EXERCISE OBJECTIVE —
The whole answer is the data below, retyped exactly.
(Beginning of EXCERPTED RECORDS)
// Copyright (c) 2025 Fabstir
// SPDX-License-Identifier: BUSL-1.1

//! Shared fixtures for the HTTP tests: deterministic predictors, app state
//! builders and hand-assembled multipart bodies.

#![allow(dead_code)]

use anyhow::Result;
use axum::{
    body::Body,
    http::{header, Method, Request},
};
use guava_vision::{
    api::http_server::AppState,
    config::{TensorLayout, DEFAULT_CLASS_NAMES, DEFAULT_CORS_ORIGINS},
    vision::{
        AnalysisOptions, ClassificationPredictor, DetectionPredictor, ModelState,
        PixelBox, PixelDetection, PixelInstance, PixelPoint, SegmentationPredictor,
        VisionModelManager,
    },
};
use image::{DynamicImage, ImageFormat};
use ndarray::Array4;
use std::io::Cursor;
use std::sync::{Arc, Mutex};

pub const BOUNDARY: &str = "guava-test-boundary";
pub const MAX_UPLOAD_BYTES: usize = 10 * 1024 * 1024;

/// Classifier returning fixed scores for a 224x224 NHWC input
pub struct FakeClassifier {
    pub scores: Vec<f32>,
}

impl ClassificationPredictor for FakeClassifier {
    fn input_size(&self) -> u32 {
        224
    }

    fn layout(&self) -> TensorLayout {
        TensorLayout::Nhwc
    }

    fn predict(&self, input: &Array4<f32>) -> Result<Vec<f32>> {
        anyhow::ensure!(
            input.shape() == [1, 224, 224, 3],
            "unexpected input shape {:?}",
            input.shape()
        );
        Ok(self.scores.clone())
    }
}

/// Detector returning fixed pixel boxes and recording the threshold it was given
pub struct FakeDetector {
    pub detections: Vec<PixelDetection>,
    pub seen_confidence: Mutex<Option<f32>>,
}

impl DetectionPredictor for FakeDetector {
    fn predict(&self, _image: &DynamicImage, confidence: f32) -> Result<Vec<PixelDetection>> {
        if let Ok(mut seen) = self.seen_confidence.lock() {
            *seen = Some(confidence);
        }
        Ok(self.detections.clone())
    }
}

/// Segmenter returning fixed pixel instances
pub struct FakeSegmenter {
    pub instances: Vec<PixelInstance>,
}

impl SegmentationPredictor for FakeSegmenter {
    fn predict(&self, _image: &DynamicImage, _confidence: f32) -> Result<Vec<PixelInstance>> {
        Ok(self.instances.clone())
    }
}

pub fn default_scores() -> Vec<f32> {
    vec![0.05, 0.1, 0.7, 0.1, 0.05]
}

/// One leaf at pixel box [100, 50, 300, 250]
pub fn leaf_detector() -> Arc<FakeDetector> {
    Arc::new(FakeDetector {
        detections: vec![PixelDetection {
            label: "leaf".to_string(),
            class_id: 0,
            confidence: 0.9,
            bbox: PixelBox::new(100.0, 50.0, 300.0, 250.0),
        }],
        seen_confidence: Mutex::new(None),
    })
}

/// One instance whose outline partly leaves a 640x480 frame
pub fn spot_segmenter() -> Arc<FakeSegmenter> {
    Arc::new(FakeSegmenter {
        instances: vec![PixelInstance {
            label: "rust spot".to_string(),
            class_id: 1,
            confidence: 0.8,
            bbox: PixelBox::new(320.0, 240.0, 700.0, 500.0),
            polygon: Some(vec![
                PixelPoint::new(320.0, 240.0),
                PixelPoint::new(700.0, 240.0),
                PixelPoint::new(700.0, 500.0),
                PixelPoint::new(320.0, 500.0),
            ]),
        }],
    })
}

pub fn loaded_classifier(scores: Vec<f32>) -> ModelState<dyn ClassificationPredictor> {
    ModelState::loaded(
        Arc::new(FakeClassifier { scores }) as Arc<dyn ClassificationPredictor>,
        "resnet50_densenet121_fusion.onnx",
    )
}

pub fn loaded_detector(detector: Arc<FakeDetector>) -> ModelState<dyn DetectionPredictor> {
    ModelState::loaded(detector as Arc<dyn DetectionPredictor>, "best.onnx")
}

pub fn loaded_segmenter(segmenter: Arc<FakeSegmenter>) -> ModelState<dyn SegmentationPredictor> {
    ModelState::loaded(segmenter as Arc<dyn SegmentationPredictor>, "yolov8s-seg.onnx")
}

pub fn class_names() -> Vec<String> {
    DEFAULT_CLASS_NAMES.iter().map(|s| s.to_string()).collect()
}

pub fn state_with(
    classifier: ModelState<dyn ClassificationPredictor>,
    detector: ModelState<dyn DetectionPredictor>,
    segmenter: ModelState<dyn SegmentationPredictor>,
) -> AppState {
    AppState {
        models: Arc::new(VisionModelManager::from_states(
            classifier,
            detector,
            segmenter,
            class_names(),
        )),
        options: AnalysisOptions::default(),
        max_upload_bytes: MAX_UPLOAD_BYTES,
        cors_origins: DEFAULT_CORS_ORIGINS.iter().map(|s| s.to_string()).collect(),
    }
}

/// All three models loaded with the fixtures above
pub fn full_state() -> AppState {
    state_with(
        loaded_classifier(default_scores()),
        loaded_detector(leaf_detector()),
        loaded_segmenter(spot_segmenter()),
    )
}

pub fn encode_image(width: u32, height: u32, format: ImageFormat) -> Vec<u8> {
    let mut buffer = Cursor::new(Vec::new());
    DynamicImage::new_rgb8(width, height)
        .write_to(&mut buffer, format)
        .expect("encode test image");
    buffer.into_inner()
}

/// Single-part multipart body
pub fn multipart_body(field: &str, file_name: &str, content_type: &str, data: &[u8]) -> Vec<u8> {
    let mut body = Vec::new();
    body.extend_from_slice(format!("--{}\r\n", BOUNDARY).as_bytes());
    body.extend_from_slice(
        format!(
            "Content-Disposition: form-data; name=\"{}\"; filename=\"{}\"\r\n",
            field, file_name
        )
        .as_bytes(),
    );
    body.extend_from_slice(format!("Content-Type: {}\r\n\r\n", content_type).as_bytes());
    body.extend_from_slice(data);
    body.extend_from_slice(format!("\r\n--{}--\r\n", BOUNDARY).as_bytes());
    body
}

pub fn analyze_request(body: Vec<u8>) -> Request<Body> {
    Request::builder()
        .method(Method::POST)
        .uri("/analyze")
        .header(
            header::CONTENT_TYPE,
            format!("multipart/form-data; boundary={}", BOUNDARY),
        )
        .body(Body::from(body))
        .unwrap()
}

pub fn upload_request(content_type: &str, data: &[u8]) -> Request<Body> {
    analyze_request(multipart_body("file", "upload.bin", content_type, data))
}

pub async fn json_body(response: axum::response::Response) -> serde_json::Value {
    let bytes = axum::body::to_bytes(response.into_body(), usize::MAX)
        .await
        .unwrap();
    serde_json::from_slice(&bytes).unwrap()
}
(End of EXCERPTED RECORDS)
TASK SOLUTION —
// Copyright (c) 2025 Fabstir
// SPDX-License-Identifier: BUSL-1.1

//! Shared fixtures for the HTTP tests: deterministic predictors, app state
//! builders and hand-assembled multipart bodies.

#![allow(dead_code)]

use anyhow::Result;
use axum::{
    body::Body,
    http::{header, Method, Request},
};
use guava_vision::{
    api::http_server::AppState,
    config::{TensorLayout, DEFAULT_CLASS_NAMES, DEFAULT_CORS_ORIGINS},
    vision::{
        AnalysisOptions, ClassificationPredictor, DetectionPredictor, ModelState,
        PixelBox, PixelDetection, PixelInstance, PixelPoint, SegmentationPredictor,
        VisionModelManager,
    },
};
use image::{DynamicImage, ImageFormat};
use ndarray::Array4;
use std::io::Cursor;
use std::sync::{Arc, Mutex};

pub const BOUNDARY: &str = "guava-test-boundary";
pub const MAX_UPLOAD_BYTES: usize = 10 * 1024 * 1024;

/// Classifier returning fixed scores for a 224x224 NHWC input
pub struct FakeClassifier {
    pub scores: Vec<f32>,
}

impl ClassificationPredictor for FakeClassifier {
    fn input_size(&self) -> u32 {
        224
    }

    fn layout(&self) -> TensorLayout {
        TensorLayout::Nhwc
    }

    fn predict(&self, input: &Array4<f32>) -> Result<Vec<f32>> {
        anyhow::ensure!(
            input.shape() == [1, 224, 224, 3],
            "unexpected input shape {:?}",
            input.shape()
        );
        Ok(self.scores.clone())
    }
}

/// Detector returning fixed pixel boxes and recording the threshold it was given
pub struct FakeDetector {
    pub detections: Vec<PixelDetection>,
    pub seen_confidence: Mutex<Option<f32>>,
}

impl DetectionPredictor for FakeDetector {
    fn predict(&self, _image: &DynamicImage, confidence: f32) -> Result<Vec<PixelDetection>> {
        if let Ok(mut seen) = self.seen_confidence.lock() {
            *seen = Some(confidence);
        }
        Ok(self.detections.clone())
    }
}

/// Segmenter returning fixed pixel instances
pub struct FakeSegmenter {
    pub instances: Vec<PixelInstance>,
}

impl SegmentationPredictor for FakeSegmenter {
    fn predict(&self, _image: &DynamicImage, _confidence: f32) -> Result<Vec<PixelInstance>> {
        Ok(self.instances.clone())
    }
}

pub fn default_scores() -> Vec<f32> {
    vec![0.05, 0.1, 0.7, 0.1, 0.05]
}

/// One leaf at pixel box [100, 50, 300, 250]
pub fn leaf_detector() -> Arc<FakeDetector> {
    Arc::new(FakeDetector {
        detections: vec![PixelDetection {
            label: "leaf".to_string(),
            class_id: 0,
            confidence: 0.9,
            bbox: PixelBox::new(100.0, 50.0, 300.0, 250.0),
        }],
        seen_confidence: Mutex::new(None),
    })
}

/// One instance whose outline partly leaves a 640x480 frame
pub fn spot_segmenter() -> Arc<FakeSegmenter> {
    Arc::new(FakeSegmenter {
        instances: vec![PixelInstance {
            label: "rust spot".to_string(),
            class_id: 1,
            confidence: 0.8,
            bbox: PixelBox::new(320.0, 240.0, 700.0, 500.0),
            polygon: Some(vec![
                PixelPoint::new(320.0, 240.0),
                PixelPoint::new(700.0, 240.0),
                PixelPoint::new(700.0, 500.0),
                PixelPoint::new(320.0, 500.0),
            ]),
        }],
    })
}

pub fn loaded_classifier(scores: Vec<f32>) -> ModelState<dyn ClassificationPredictor> {
    ModelState::loaded(
        Arc::new(FakeClassifier { scores }) as Arc<dyn ClassificationPredictor>,
        "resnet50_densenet121_fusion.onnx",
    )
}

pub fn loaded_detector(detector: Arc<FakeDetector>) -> ModelState<dyn DetectionPredictor> {
    ModelState::loaded(detector as Arc<dyn DetectionPredictor>, "best.onnx")
}

pub fn loaded_segmenter(segmenter: Arc<FakeSegmenter>) -> ModelState<dyn SegmentationPredictor> {
    ModelState::loaded(segmenter as Arc<dyn SegmentationPredictor>, "yolov8s-seg.onnx")
}

pub fn class_names() -> Vec<String> {
    DEFAULT_CLASS_NAMES.iter().map(|s| s.to_string()).collect()
}

pub fn state_with(
    classifier: ModelState<dyn ClassificationPredictor>,
    detector: ModelState<dyn DetectionPredictor>,
    segmenter: ModelState<dyn SegmentationPredictor>,
) -> AppState {
    AppState {
        models: Arc::new(VisionModelManager::from_states(
            classifier,
            detector,
            segmenter,
            class_names(),
        )),
        options: AnalysisOptions::default(),
        max_upload_bytes: MAX_UPLOAD_BYTES,
        cors_origins: DEFAULT_CORS_ORIGINS.iter().map(|s| s.to_string()).collect(),
    }
}

/// All three models loaded with the fixtures above
pub fn full_state() -> AppState {
    state_with(
        loaded_classifier(default_scores()),
        loaded_detector(leaf_detector()),
        loaded_segmenter(spot_segmenter()),
    )
}

pub fn encode_image(width: u32, height: u32, format: ImageFormat) -> Vec<u8> {
    let mut buffer = Cursor::new(Vec::new());
    DynamicImage::new_rgb8(width, height)
        .write_to(&mut buffer, format)
        .expect("encode test image");
    buffer.into_inner()
}

/// Single-part multipart body
pub fn multipart_body(field: &str, file_name: &str, content_type: &str, data: &[u8]) -> Vec<u8> {
    let mut body = Vec::new();
    body.extend_from_slice(format!("--{}\r\n", BOUNDARY).as_bytes());
    body.extend_from_slice(
        format!(
            "Content-Disposition: form-data; name=\"{}\"; filename=\"{}\"\r\n",
            field, file_name
        )
        .as_bytes(),
    );
    body.extend_from_slice(format!("Content-Type: {}\r\n\r\n", content_type).as_bytes());
    body.extend_from_slice(data);
    body.extend_from_slice(format!("\r\n--{}--\r\n", BOUNDARY).as_bytes());
    body
}

pub fn analyze_request(body: Vec<u8>) -> Request<Body> {
    Request::builder()
        .method(Method::POST)
        .uri("/analyze")
        .header(
            header::CONTENT_TYPE,
            format!("multipart/form-data; boundary={}", BOUNDARY),
        )
        .body(Body::from(body))
        .unwrap()
}

pub fn upload_request(content_type: &str, data: &[u8]) -> Request<Body> {
    analyze_request(multipart_body("file", "upload.bin", content_type, data))
}

pub async fn json_body(response: axum::response::Response) -> serde_json::Value {
    let bytes = axum::body::to_bytes(response.into_body(), usize::MAX)
        .await
        .unwrap();
    serde_json::from_slice(&bytes).unwrap()
}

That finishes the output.